2.5 各組細胞增殖率比較 分別以2.5×10-6mmol/L 1，25（OH）2D3和 DMSO 處理細胞，以只含有 1640 培養基組為空白對照，處理 24 h 后，1，25（OH）2D3組細胞增殖率為58.8%，較DMSO組下降了15.9%；轉染miR-146a模擬劑組細胞增殖率為46.5%，較轉染miR-146a模擬劑對照組下降了53.3%；轉染miR-146a抑制劑組HSC增殖率為132.8%，較轉染miR-146a抑制劑對照物組升高了約32.8%，提示1,25（OH）2D3可抑制由TGF-β1刺激的HSC增殖。

2.6 各組細胞凋亡情況比較 1,25（OH）2D3干預細胞凋亡率為12.6%，比DMSO組細胞凋亡率提高了5.1%，與對照組比，細胞凋亡率增加了6.3%；轉染miR-146a模擬劑組細胞凋亡率為16.8%，與轉染miR-146a模擬劑對照物組比，細胞凋亡率增加了8.2%；與對照組比，轉染miR-146a模擬劑組細胞凋亡率增加了10.4%；轉染miR-146a抑制劑組細胞凋亡率為6.3%，與轉染miR-146a抑制劑對照物組比減少了 2.2%，提示 1，25（OH）2D3可促進由 TGF-β1刺激的HSC細胞凋亡（圖1）。

圖1 各組HSC凋亡情況

3 討論

近年研究表明，miRNA參與肝纖維化的發生和發展過程，有望成為肝纖維化診斷及干預的靶點[8]。miR-146a是miRNA家族的一員，位于人類5號染色體LOC285628基因的第二外顯子上。2006年，Baltimore團隊首先報道了miR-146a可通過NF-κB信號通路抑制機體的免疫反應[9]。隨后，不斷有研究報告指出其與機體自身免疫、炎癥、病毒感染等有著錯綜復雜的關系。研究發現miR-146a水平的異常與病毒復制、肝細胞再生、炎癥反應，甚至肝細胞癌的發生發展有密切的聯系[10-14]。

1，25（OH）2D3與各種肝臟疾病的發生、發展有關，在免疫調節、抗炎、抗氧化、抗纖維化等方面均有不同程度的作用。
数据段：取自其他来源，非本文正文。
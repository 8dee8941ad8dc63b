//! Conversation turns handed to a backend.

use serde::{Deserialize, Serialize};

/// A single turn in the conversation sent with a request.
///
/// The system instruction is carried separately on the request; turns
/// only ever come from the user or the model.
#[derive(Debug, Clone, Serialize, Deserialize, PartialEq, Eq)]
pub struct ConversationTurn {
    pub role: Role,
    pub text: String,
}

impl ConversationTurn {
    /// Create a user turn.
    pub fn user(text: impl Into<String>) -> Self {
        Self {
            role: Role::User,
            text: text.into(),
        }
    }

    /// Create a model turn.
    pub fn model(text: impl Into<String>) -> Self {
        Self {
            role: Role::Model,
            text: text.into(),
        }
    }
}

/// Conversation role.
#[derive(Debug, Clone, Copy, Serialize, Deserialize, PartialEq, Eq, Hash)]
#[serde(rename_all = "lowercase")]
pub enum Role {
    User,
    Model,
}
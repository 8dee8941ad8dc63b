//! Task-to-model routing and backoff.
//!
//! Selection is a pure function of `(task, attempt_index)`; error
//! classification lives on [`crate::error::DroverError`] so the client
//! loop and backends share one taxonomy.

use std::collections::HashMap;
use std::time::Duration;

use crate::error::{DroverError, Result};
use crate::task::Task;

/// Consecutive attempts on one model before advancing to the next.
pub const ATTEMPTS_PER_MODEL: u32 = 3;

/// Backoff ceiling. Uncapped exponential backoff would push a late
/// attempt past any sane caller deadline.
const MAX_BACKOFF: Duration = Duration::from_secs(30);

/// Uniform jitter added on top of the exponential base.
const JITTER_MS: u64 = 1000;

/// The model chosen for one attempt.
#[derive(Debug, Clone, PartialEq, Eq)]
pub struct ModelChoice {
    pub model: String,
    /// True for any non-primary model, including the clamped last-resort
    /// state past the end of the list.
    pub is_fallback: bool,
}

/// Immutable per-task model lists: one primary, zero or more fallbacks.
///
/// The non-empty invariant is checked at construction, never at call
/// time, so `select_model` cannot fail.
#[derive(Debug, Clone)]
pub struct ModelPolicy {
    table: HashMap<Task, Vec<String>>,
}

impl Default for ModelPolicy {
    fn default() -> Self {
        let entries: [(Task, &[&str]); 5] = [
            (Task::ExplainPage, &["gemini-2.5-flash", "gemini-2.5-flash-lite"]),
            (Task::SynthesizeSummary, &["gemini-2.5-flash", "gemini-2.5-flash-lite"]),
            (Task::GenerateQuiz, &["gemini-2.5-pro", "gemini-2.5-flash"]),
            (Task::DiagnoseBarrier, &["gemini-2.5-pro", "gemini-2.5-flash"]),
            (Task::Embedding, &["gemini-embedding-001", "text-embedding-004"]),
        ];
        let table = entries
            .into_iter()
            .map(|(task, models)| (task, models.iter().map(|m| m.to_string()).collect()))
            .collect();
        Self { table }
    }
}

impl ModelPolicy {
    /// Build a policy from an explicit table.
    ///
    /// Every task must have at least one model.
    pub fn new(table: HashMap<Task, Vec<String>>) -> Result<Self> {
        use strum::IntoEnumIterator;
        for task in Task::iter() {
            match table.get(&task) {
                None => {
                    return Err(DroverError::Configuration(format!(
                        "no model list configured for task '{task}'"
                    )))
                }
                Some(models) if models.is_empty() => {
                    return Err(DroverError::Configuration(format!(
                        "empty model list for task '{task}'"
                    )))
                }
                Some(_) => {}
            }
        }
        Ok(Self { table })
    }

    /// The ordered model list for a task.
    pub fn models_for(&self, task: Task) -> &[String] {
        self.table
            .get(&task)
            .map(Vec::as_slice)
            .unwrap_or_default()
    }

    /// Pick the model for an attempt.
    ///
    /// Each model gets [`ATTEMPTS_PER_MODEL`] consecutive attempts;
    /// indexes past the end clamp to the last model, which keeps being
    /// retried rather than erroring out of the router.
    pub fn select_model(&self, task: Task, attempt_index: u32) -> ModelChoice {
        let models = self.models_for(task);
        let model_index = (attempt_index / ATTEMPTS_PER_MODEL) as usize;
        let clamped = model_index >= models.len();
        let effective = model_index.min(models.len().saturating_sub(1));
        ModelChoice {
            model: models[effective].clone(),
            is_fallback: clamped || effective > 0,
        }
    }
}

/// Exponential backoff with jitter: `min(2^i, 30) seconds` base plus a
/// uniform `[0, 1s)` fuzz.
pub fn retry_delay(attempt_index: u32) -> Duration {
    // 2^5 seconds already exceeds the cap.
    let base = Duration::from_millis((1u64 << attempt_index.min(5)) * 1000).min(MAX_BACKOFF);
    let jitter = Duration::from_millis((rand_factor() * JITTER_MS as f64) as u64);
    base + jitter
}

/// Simple pseudo-random factor [0, 1) without pulling in the rand crate.
fn rand_factor() -> f64 {
    use std::collections::hash_map::DefaultHasher;
    use std::hash::{Hash, Hasher};

    let mut hasher = DefaultHasher::new();
    std::time::SystemTime::now()
        .duration_since(std::time::UNIX_EPOCH)
        .unwrap_or_default()
        .as_nanos()
        .hash(&mut hasher);
    std::thread::current().id().hash(&mut hasher);

    let hash = hasher.finish();
    (hash % 10000) as f64 / 10000.0
}
//! Generation request construction.

use std::time::Duration;

use bon::Builder;

use super::message::{ConversationTurn, Role};
use crate::task::Task;

/// Default per-attempt deadline.
pub const DEFAULT_TIMEOUT: Duration = Duration::from_millis(40_000);

/// Default attempt budget across all models.
pub const DEFAULT_MAX_ATTEMPTS: u32 = 8;

/// Default sampling temperature.
pub const DEFAULT_TEMPERATURE: f64 = 0.2;

/// One logical generation call, constructed fresh per call and never
/// mutated mid-flight.
#[derive(Debug, Clone, Builder)]
pub struct GenerationRequest {
    /// Logical task, used to look up the model policy.
    pub task: Task,
    /// Optional system instruction, carried separately from the turns.
    pub system_instruction: Option<String>,
    /// Ordered user/model turns.
    #[builder(default)]
    pub conversation: Vec<ConversationTurn>,
    /// When set, the response must be a single parseable JSON document.
    #[builder(default = false)]
    pub json_mode: bool,
    /// JSON-schema-like descriptor forwarded to backends that support
    /// constrained output, and used by the validation layer.
    pub schema: Option<serde_json::Value>,
    #[builder(default = DEFAULT_TEMPERATURE)]
    pub temperature: f64,
    pub max_output_tokens: Option<u32>,
    /// Hard wall-clock deadline per attempt.
    #[builder(default = DEFAULT_TIMEOUT)]
    pub timeout: Duration,
    #[builder(default = DEFAULT_MAX_ATTEMPTS)]
    pub max_attempts: u32,
}

impl GenerationRequest {
    /// Text of the most recent user turn, if any.
    ///
    /// Used as the "original prompt" when composing a repair prompt and
    /// as the input snippet for cache-key derivation.
    pub fn latest_user_text(&self) -> Option<&str> {
        self.conversation
            .iter()
            .rev()
            .find(|turn| turn.role == Role::User)
            .map(|turn| turn.text.as_str())
    }
}

#[cfg(test)]
mod tests {
    use super::*;

    #[test]
    fn builder_applies_defaults() {
        let request = GenerationRequest::builder()
            .task(Task::ExplainPage)
            .build();
        assert_eq!(request.timeout, DEFAULT_TIMEOUT);
        assert_eq!(request.max_attempts, DEFAULT_MAX_ATTEMPTS);
        assert_eq!(request.temperature, DEFAULT_TEMPERATURE);
        assert!(!request.json_mode);
        assert!(request.conversation.is_empty());
    }

    #[test]
    fn latest_user_text_skips_model_turns() {
        let request = GenerationRequest::builder()
            .task(Task::GenerateQuiz)
            .conversation(vec![
                ConversationTurn::user("first"),
                ConversationTurn::model("reply"),
                ConversationTurn::user("second"),
                ConversationTurn::model("another reply"),
            ])
            .build();
        assert_eq!(request.latest_user_text(), Some("second"));
    }

    #[test]
    fn latest_user_text_empty_conversation() {
        let request = GenerationRequest::builder()
            .task(Task::Embedding)
            .build();
        assert_eq!(request.latest_user_text(), None);
    }
}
研究發現，1，25（OH）2D3可通過降低miR-27b水平從而抑制肺纖維化進程[15]，還可通過調節miRNA表達，誘導皮膚鱗癌細胞凋亡[16]。國內亦有用它來干預硫代乙酰胺誘導的大鼠肝纖維化的報道[17]。我們采用10pmmol/L TGF-β1誘導HSC活化，再轉染miR-146a模擬劑或miR-146a抑制劑。結果發現1，25（OH）2D3干預HSC細胞增殖較對照組明顯降低，而轉染miR-146a模擬劑組HSC增殖較對照組明顯降低，轉染miR-146a抑制劑組HSC細胞增殖較對照組明顯增強，差異均具有統計學意義（P＜0.05）。實驗還發現 1，25（OH）2D3干預的HSC較對照組凋亡明顯增加，差異具有統計學意義（P＜0.05），轉染 miR-146a模擬劑組 HSC 凋亡較對照組明顯增加，轉染miR-146a抑制劑組HSC較對照組凋亡減少，上述差異均具有統計學意義（P＜0.05），這些結果提示活化的 HSC細胞miR-146a較靜息狀態下下降，1，25（OH）2D3具有抑制肝纖維化的作用，其機制可能與上調HSC中miR-146a水平有關。

本研究結果顯示，1，25（OH）2D3在體內體外均具有抑制肝纖維化形成的作用，并且可能通過上調HSC細胞內miR-146a水平而實現的，但其具體的信號通路還需要進一步的研究。我們將在后續的體內和體外實驗中繼續探索1，25（OH）2D3抗肝纖維化的作用機制及其miR-146a或其下游通路的作用，以期為1，25（OH）2D3用于抗肝纖維化的干預提供更多的理論和實驗依據，也為逆轉肝纖維化提供更多的藥物干預思路，從而阻斷肝纖維化的進展。